INDIANA – During winter, cooling water temperatures signal the migration of cisco, a cold-water species native to Indiana’s inland glacial lakes.
Cisco (Coregonus artedi) is the only native fish from the salmon family found in Indiana waters outside of Lake Michigan. It is a coldwater species that inhabits waters as far north as Canada and as far south as the upper Midwestern United States. Cisco are small and slender, silver-colored fish. They feed primarily on zooplankton, a diverse group of microscopic animals that live in aquatic environments. In Indiana, cisco grow to 7 inches by age 2, 12 inches by age 4, 15 inches by age 6, and they have been known to reach 19 inches at around 10 years of age.

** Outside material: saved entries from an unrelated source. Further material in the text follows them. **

//! Rate limiting middleware using governor and `tower_governor`.
//!
//! The login endpoint gets a strict per-IP limiter (~10/min) to slow down
//! credential stuffing; everything else relies on the upstream proxy.

use std::net::{IpAddr, Ipv4Addr};
use std::sync::Arc;

use axum::http::Request;
use governor::clock::QuantaInstant;
use governor::middleware::NoOpMiddleware;
use tower_governor::{GovernorError, GovernorLayer, governor::GovernorConfigBuilder};

/// Key extractor that trusts proxy headers for the real client IP.
///
/// Checks `X-Forwarded-For` (first hop) then `X-Real-IP`, and falls back to
/// loopback so direct local requests are still rate limited rather than
/// rejected.
#[derive(Clone, Copy)]
pub struct ProxyIpKeyExtractor;

impl tower_governor::key_extractor::KeyExtractor for ProxyIpKeyExtractor {
    type Key = IpAddr;

    fn extract<T>(&self, req: &Request<T>) -> Result<Self::Key, GovernorError> {
        let headers = req.headers();

        if let Some(ip) = headers
            .get("x-forwarded-for")
            .and_then(|v| v.to_str().ok())
            .and_then(|s| s.split(',').next())
            .and_then(|s| s.trim().parse::<IpAddr>().ok())
        {
            return Ok(ip);
        }

        if let Some(ip) = headers
            .get("x-real-ip")
            .and_then(|v| v.to_str().ok())
            .and_then(|s| s.trim().parse::<IpAddr>().ok())
        {
            return Ok(ip);
        }

        Ok(IpAddr::V4(Ipv4Addr::LOCALHOST))
    }
}

/// Rate limiter layer type for Axum.
pub type RateLimiterLayer =
    GovernorLayer<ProxyIpKeyExtractor, NoOpMiddleware<QuantaInstant>, axum::body::Body>;

/// Create rate limiter for the login endpoint: ~10 requests per minute per IP.
///
/// Configuration: 1 request every 6 seconds (replenish), burst of 5.
///
/// # Panics
///
/// This function will not panic. The configuration uses only valid positive
/// integers (`per_second(6)` and `burst_size(5)`), which are always accepted
/// by `GovernorConfigBuilder`.
#[must_use]
pub fn auth_rate_limiter() -> RateLimiterLayer {
    let config = GovernorConfigBuilder::default()
        .key_extractor(ProxyIpKeyExtractor)
        .per_second(6)
        .burst_size(5)
        .finish()
        .expect("rate limiter config with per_second(6) and burst_size(5) is valid");
    GovernorLayer::new(Arc::new(config))
}

#[cfg(test)]
mod tests {
    use super::*;
    use axum::http::HeaderValue;
    use tower_governor::key_extractor::KeyExtractor;

    #[test]
    fn test_forwarded_for_wins() {
        let req = Request::builder()
            .header("x-forwarded-for", HeaderValue::from_static("203.0.113.7"))
            .header("x-real-ip", HeaderValue::from_static("198.51.100.1"))
            .body(())
            .expect("request builds");
        assert_eq!(
            ProxyIpKeyExtractor.extract(&req).expect("extracts"),
            "203.0.113.7".parse::<IpAddr>().expect("valid ip")
        );
    }

    #[test]
    fn test_falls_back_to_loopback() {
        let req = Request::builder().body(()).expect("request builds");
        assert_eq!(
            ProxyIpKeyExtractor.extract(&req).expect("extracts"),
            IpAddr::V4(Ipv4Addr::LOCALHOST)
        );
    }
}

These slender, silver-colored fish spend most of the year 75 feet below the surface but during December migrate to their traditional spawning areas, the shallow waters of Crooked Lake in Noble County.
For the second consecutive year, Indiana DNR fisheries biologists collected cisco on Crooked Lake in partnership with researchers from the United States Geological Survey (USGS).
This is part of a collaborative project to compare the cisco’s tolerance of its habitat’s temperature to that of more northern populations elsewhere in the Midwest. This project will provide a better understanding of possible differences in temperature tolerances between populations, information that will help managers select appropriate source populations for future restoration efforts.